In contrast, she says, “if you start to see words like high fructose corn syrup or sucralose, run for the hills!! Eating chemical-laden products will not support your goal of improving health on a plant based diet.” She recommends checking the ingredients before the nutrition facts panel because “there is no point in eating a high fiber, low sugar product if the ingredient list is predominantly a list of preservatives and man-made fats such as partially hydrogenated oil.” 

Additionally, Bogden advises steering clear of items that are high in sodium and saturated fats. According to the FDA, foods that have less than 5 percent of your daily value  of sodium are considered low sodium, while foods that contain more than 20 percent daily value for sodium are considered high sodium items.
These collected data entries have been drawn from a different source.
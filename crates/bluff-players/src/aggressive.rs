use bluff_auction::*;
use bluff_gameroom::*;

/// Bids near the ceiling in the opening rounds, everything it can whenever
/// behind on wins, and a moderate amount otherwise.
#[derive(Debug, Default)]
pub struct Aggressive;

impl Aggressive {
    pub fn choose(view: &AgentView) -> Decision {
        let rules = view.rules();
        let (bid, reason) = match view.round() {
            1 | 2 => (rules.fraction(4, 5), "opening pressure to take an early lead"),
            _ if view.is_behind() => (rules.max_bid, "behind on wins, all in"),
            _ => (rules.fraction(3, 5), "keeping pressure on while level or ahead"),
        };
        Decision::new(view.clamp(bid), reason)
    }
}

#[async_trait::async_trait]
impl Strategy for Aggressive {
    fn name(&self) -> &str {
        "aggressive"
    }
    async fn decide(&mut self, view: &AgentView) -> Decision {
        Self::choose(view)
    }
}
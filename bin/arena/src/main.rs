//! Arena Binary
//!
//! Runs one or more matches between named strategies on an in-memory
//! ledger. Any `external` slot is played from the terminal.
mod args;
mod terminal;

use args::Args;
use bluff_gameroom::MemoryLedger;
use bluff_gameroom::Registry;
use bluff_hosting::Arena;
use bluff_players::Roster;
use clap::Parser;
use std::sync::Arc;

#[tokio::main]
async fn main() -> anyhow::Result<()> {
    bluff_core::log();
    bluff_core::kys();
    let args = Args::parse();
    let rules = args.rules()?;
    let roster = match args.seed {
        Some(seed) => Roster::new(Registry::default()).with_seed(seed),
        None => Roster::new(Registry::default()),
    };
    let ledger = Arc::new(MemoryLedger::new(rules));
    let arena = Arc::new(Arena::new(ledger, rules, roster));
    let mut ids = Vec::with_capacity(args.matches);
    for _ in 0..args.matches {
        ids.push(arena.start(&args.a, &args.b).await?);
    }
    let interactive = Roster::is_external(&args.a) || Roster::is_external(&args.b);
    for id in ids {
        let result = match interactive {
            true => terminal::drive(&arena, id).await?,
            false => arena.finish(id).await?,
        };
        match args.json {
            true => println!("{}", arena.report(id).await?),
            false => {
                for record in result.rounds() {
                    println!("#{} {}", id, record);
                }
                println!("#{} {} vs {}: {}", id, args.a, args.b, result);
            }
        }
    }
    Ok(())
}
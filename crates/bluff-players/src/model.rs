use super::*;
use bluff_auction::*;
use bluff_core::*;
use bluff_gameroom::*;
use std::sync::Arc;
use std::time::Duration;

/// Player that asks a reasoning [`Oracle`] for each bid.
///
/// Any failure (timeout, transport error, unparseable reply) is logged and
/// replaced by [`ModelBacked::fallback`], so `decide` never fails.
pub struct ModelBacked {
    oracle: Arc<dyn Oracle>,
    persona: Persona,
    timeout: Duration,
}

impl ModelBacked {
    pub fn new(oracle: Arc<dyn Oracle>, persona: Persona) -> Self {
        Self {
            oracle,
            persona,
            timeout: ORACLE_TIMEOUT,
        }
    }
    pub fn with_timeout(self, timeout: Duration) -> Self {
        Self { timeout, ..self }
    }
    pub fn persona(&self) -> Persona {
        self.persona
    }
    /// Deterministic heuristic: nothing once the match is decided, a push
    /// late in the match when behind, a moderate bid otherwise.
    pub fn fallback(view: &AgentView) -> Decision {
        let rules = view.rules();
        let late = view.round() + 1 >= rules.rounds;
        let (bid, reason) = if view.is_decided() {
            (0, "match decided, conserving")
        } else if late && view.is_behind() {
            (rules.fraction(4, 5), "late and behind, pushing")
        } else {
            (rules.fraction(2, 5), "moderate default")
        };
        Decision::new(view.clamp(bid), format!("[fallback] {}", reason))
    }
    async fn consult(&self, view: &AgentView) -> Result<Decision, OracleError> {
        let prompt = Prompt::new(self.persona, view.clone());
        let text = tokio::time::timeout(self.timeout, self.oracle.query(&prompt))
            .await
            .map_err(|_| OracleError::Timeout)??;
        Reply::parse(&text)?.decision(view)
    }
}

#[async_trait::async_trait]
impl Strategy for ModelBacked {
    fn name(&self) -> &str {
        "model"
    }
    async fn decide(&mut self, view: &AgentView) -> Decision {
        match self.consult(view).await {
            Ok(decision) => decision,
            Err(e) => {
                log::warn!("[model] {} persona falling back: {}", self.persona, e);
                Self::fallback(view)
            }
        }
    }
}
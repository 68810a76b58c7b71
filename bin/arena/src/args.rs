use bluff_auction::Rules;
use bluff_core::*;
use clap::Parser;

#[derive(Parser, Debug)]
#[command(author, version, about = "Sealed-bid duels between named strategies")]
pub struct Args {
    /// Strategy in slot A (creates the match)
    #[arg(short, long, default_value = "montecarlo")]
    pub a: String,
    /// Strategy in slot B (joins the match)
    #[arg(short, long, default_value = "aggressive")]
    pub b: String,
    /// Rounds per match
    #[arg(long)]
    pub rounds: Option<Round>,
    /// Starting balance per player
    #[arg(long)]
    pub deposit: Option<Chips>,
    /// Largest bid per round
    #[arg(long)]
    pub max_bid: Option<Chips>,
    /// Bid granularity
    #[arg(long)]
    pub step: Option<Chips>,
    /// Seed for simulation players
    #[arg(long)]
    pub seed: Option<u64>,
    /// Matches to run concurrently
    #[arg(short, long, default_value_t = 1)]
    pub matches: usize,
    /// Print each match as JSON
    #[arg(long)]
    pub json: bool,
}

impl Args {
    /// Environment defaults, then command-line overrides.
    pub fn rules(&self) -> anyhow::Result<Rules> {
        let base = Rules::from_env();
        let rules = Rules {
            rounds: self.rounds.unwrap_or(base.rounds),
            deposit: self.deposit.unwrap_or(base.deposit),
            max_bid: self.max_bid.unwrap_or(base.max_bid),
            step: self.step.unwrap_or(base.step),
        };
        rules.validate().map_err(anyhow::Error::msg)?;
        Ok(rules)
    }
}
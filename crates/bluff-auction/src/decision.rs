use bluff_core::Chips;
use serde::Deserialize;
use serde::Serialize;

/// A strategy's answer for one round.
/// The reason is for observers only; the engine never reads it.
#[derive(Debug, Clone, PartialEq, Eq, Serialize, Deserialize)]
pub struct Decision {
    bid: Chips,
    reason: String,
}

impl Decision {
    pub fn new(bid: Chips, reason: impl Into<String>) -> Self {
        Self {
            bid,
            reason: reason.into(),
        }
    }
    /// Zero bid, used when nobody answered in time or the match went away.
    pub fn forfeit(reason: impl Into<String>) -> Self {
        Self::new(0, reason)
    }
    pub fn bid(&self) -> Chips {
        self.bid
    }
    pub fn reason(&self) -> &str {
        &self.reason
    }
    /// Same reason, different bid. Used when the engine clamps.
    pub fn with_bid(self, bid: Chips) -> Self {
        Self { bid, ..self }
    }
}

impl std::fmt::Display for Decision {
    fn fmt(&self, f: &mut std::fmt::Formatter<'_>) -> std::fmt::Result {
        write!(f, "{} ({})", self.bid, self.reason)
    }
}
According to health.gov, you should aim to limit your daily intake of saturated fat to about 20g for a 2000 calorie diet. Look for “%DV” on nutrition labels to determine where plant-based items fall in these categories.

When it comes to plant-based Trader Joe’s products (or food items from any other store), they generally fall into two categories – faux meat and products that just happen to be vegetarian or vegan without attempting to mimic their animal based counterparts. I rounded up the best in each category.

Faux Meat

1. Meatless Breakfast Patties

With a relatively short (and clean label) ingredient list coming in at 10 percent daily value for sodium per serving and no saturated fat, these are a win in my book. Are they perfect? No, but as a sub for pork breakfast sausage they’re a good choice. And of course I have to mention the fact that they’re delicious. 

2. Beef-less Ground Beef

This vegan ground beef is also clean label and keeps its ingredient list short. It comes in at 11 percent daily value for sodium and is also free of saturated fat. If you’re really craving that classic ground beef flavor it does the trick. Mixed into a pasta sauce or taco mix you could probably even mistake it for the real deal.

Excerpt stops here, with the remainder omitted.